Ivanti, whose products have been a big target for attackers recently, has disclosed two more critical vulnerabilities in its technologies, raising further questions about the security of its products in the process.
One of the flaws, traced as CVE-2023-41724 (CVSS Vulnerability Severity Score of 9.6 out of 10) is a remote code execution vulnerability in Ivanti Standalone Sentry that NATO Cyber Security Center researchers reported to the company.
The second flaw Ivanti revealed this week is CVE-2023-46808 (CVSS score of 9.9) in Ivanti Neurons for IT Service Management (ITSM).
Critical severity bug
The Standalone Sentry flaw, which affects all supported versions of the technology (9.17.0, 9.18.0, and 9.19.0), allows an unauthenticated attacker to execute arbitrary code on the underlying operating system. According to Ivanti, older versions of Standalone Sentry are also at risk.
So far, the vendor said it has seen no evidence that threat actors have exploited the flaw in the wild. “Threat actors without a valid TLS client certificate registered through EPMM cannot directly exploit this issue on the Internet,” Ivanti said.

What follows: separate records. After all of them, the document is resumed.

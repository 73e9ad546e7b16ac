use serde::Deserialize;
use thiserror::Error;

#[derive(Error, Debug)]
pub enum ApiError {
    #[error("Bad request: {0}")]
    BadRequest(String),

    #[error("Unauthorized - token may be expired")]
    Unauthorized,

    #[error("Access denied: {0}")]
    AccessDenied(String),

    #[error("Resource not found: {0}")]
    NotFound(String),

    #[error("Server error: {0}")]
    ServerError(String),

    #[error("Network error: {0}")]
    NetworkError(#[from] reqwest::Error),

    #[error("Invalid response: {0}")]
    InvalidResponse(String),
}

/// Maximum length for error response bodies in error messages
const MAX_ERROR_BODY_LENGTH: usize = 500;

/// Error body shape the backend uses for all failure responses.
#[derive(Debug, Deserialize)]
struct ErrorBody {
    message: Option<String>,
}

impl ApiError {
    /// Truncate a response body to avoid logging excessive data.
    /// Cuts on a char boundary so multibyte bodies cannot panic.
    fn truncate_body(body: &str) -> String {
        if body.len() <= MAX_ERROR_BODY_LENGTH {
            return body.to_string();
        }
        let mut end = MAX_ERROR_BODY_LENGTH;
        while !body.is_char_boundary(end) {
            end -= 1;
        }
        format!(
            "{}... (truncated, {} total bytes)",
            &body[..end],
            body.len()
        )
    }

    /// Pull the server's `message` field out of a JSON error body,
    /// falling back to the (truncated) raw body.
    fn extract_message(body: &str) -> String {
        if let Ok(parsed) = serde_json::from_str::<ErrorBody>(body) {
            if let Some(message) = parsed.message {
                if !message.is_empty() {
                    return message;
                }
            }
        }
        Self::truncate_body(body)
    }

    pub fn from_status(status: reqwest::StatusCode, body: &str) -> Self {
        let message = Self::extract_message(body);
        match status.as_u16() {
            400 | 422 => ApiError::BadRequest(message),
            401 => ApiError::Unauthorized,
            403 => ApiError::AccessDenied(message),
            404 => ApiError::NotFound(message),
            500..=599 => ApiError::ServerError(message),
            _ => ApiError::InvalidResponse(format!("Status {}: {}", status, message)),
        }
    }

    /// Message suitable for showing to the user in a toast.
    /// Prefers what the server said; network-level failures get the
    /// generic fallback since their messages are not user-friendly.
    pub fn user_message(&self) -> String {
        match self {
            ApiError::BadRequest(msg)
            | ApiError::AccessDenied(msg)
            | ApiError::NotFound(msg)
            | ApiError::ServerError(msg) => {
                if msg.is_empty() {
                    crate::notice::GENERIC_FAILURE.to_string()
                } else {
                    msg.clone()
                }
            }
            ApiError::Unauthorized => "Session expired, please log in again.".to_string(),
            ApiError::NetworkError(_) | ApiError::InvalidResponse(_) => {
                crate::notice::GENERIC_FAILURE.to_string()
            }
        }
    }
}

#[cfg(test)]
mod tests {
    use super::*;
    use reqwest::StatusCode;

    #[test]
    fn test_from_status_extracts_server_message() {
        let err = ApiError::from_status(
            StatusCode::INTERNAL_SERVER_ERROR,
            r#"{"message": "league is referenced by existing matches"}"#,
        );
        match err {
            ApiError::ServerError(msg) => {
                assert_eq!(msg, "league is referenced by existing matches");
            }
            other => panic!("expected ServerError, got {:?}", other),
        }
    }

    #[test]
    fn test_from_status_falls_back_to_raw_body() {
        let err = ApiError::from_status(StatusCode::BAD_REQUEST, "not json at all");
        match err {
            ApiError::BadRequest(msg) => assert_eq!(msg, "not json at all"),
            other => panic!("expected BadRequest, got {:?}", other),
        }
    }

    #[test]
    fn test_user_message_prefers_server_text() {
        let err = ApiError::from_status(StatusCode::NOT_FOUND, r#"{"message": "no such team"}"#);
        assert_eq!(err.user_message(), "no such team");
    }

    #[test]
    fn test_user_message_generic_for_empty_body() {
        let err = ApiError::from_status(StatusCode::INTERNAL_SERVER_ERROR, "");
        assert_eq!(err.user_message(), crate::notice::GENERIC_FAILURE);
    }

    #[test]
    fn test_truncate_long_body() {
        let body = "x".repeat(600);
        let err = ApiError::from_status(StatusCode::INTERNAL_SERVER_ERROR, &body);
        match err {
            ApiError::ServerError(msg) => assert!(msg.contains("truncated")),
            other => panic!("expected ServerError, got {:?}", other),
        }
    }

    #[test]
    fn test_truncate_respects_multibyte_boundary() {
        // A two-byte char straddles the cut point; the cut must back up
        // to the previous boundary instead of panicking.
        let body = format!("{}ééé", "x".repeat(499));
        let err = ApiError::from_status(StatusCode::INTERNAL_SERVER_ERROR, &body);
        match err {
            ApiError::ServerError(msg) => {
                assert!(msg.contains("truncated"));
                assert!(msg.contains(&format!("{} total bytes", body.len())));
            }
            other => panic!("expected ServerError, got {:?}", other),
        }
    }
}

Vulnerability in Neurons for ITSM gives an authenticated, remote attacker a way to write or upload files to the ITSM server and gain the ability to execute arbitrary code on it. As with the RCE flaw in Standalone Sentry, Ivanti said it has seen no signs of exploitative activity so far.
Ivanti has released updated versions of the affected products to address each vulnerability. The company said it became aware of both flaws – and reserved a CVE number for them – late last year, which is why the vulnerabilities have a 2023 CVE number. “Per Ivanti policy, when a CVE is not under active exploitation, we disclose the vulnerability as soon as a fix is available, so that customers have the tools they need to protect their environment,” the company noted.
Making a bad record even worse
Since January, the company has kept security administrators busy with a constant stream of flaws in its products, which in several cases threat actors have been quick to pounce on. A case in point is “Goblin Magnet” a financially motivated threat actor who was among the fastest to exploit CVE-2024-21887, a command injection vulnerability in Ivanti Connect Secure and Policy Secure gateways.
The flaw was one of two days zero which Ivanti disclosed in early January in secure remote access technology (the other was CVE-2023-46805) but for which the company only released a patch weeks later. During the period, numerous threat groups, including China-based advanced persistent threat actors such as UNC5221, aka UTA0178, actively exploited the bugs in mass attacks around the world.
Even as troubled administrators struggled to fix these two initial flaws, in late January Ivanti revealed two more bugs in its Connect Secure VPN technology, CVE-2024-21888 and CVE-2024-21893, the latter of which was a zero-day bug under active exploitation at the time of disclosure. Less than two weeks later, the company revealed another flaw: CVE-2024-22024 – in Ivanti Connect Secure and Ivanti Pulse Secure technologies, which attackers were once again quick to exploit.
The seemingly incessant bugs in Ivanti products – and the risk they pose to the vendor’s customers, some of which include very large companies – have predictably according to some researchers it has tarnished its reputation within the community. Some have even described the flaws – and the company’s relatively slow responses to them – as an existential threat to businesses.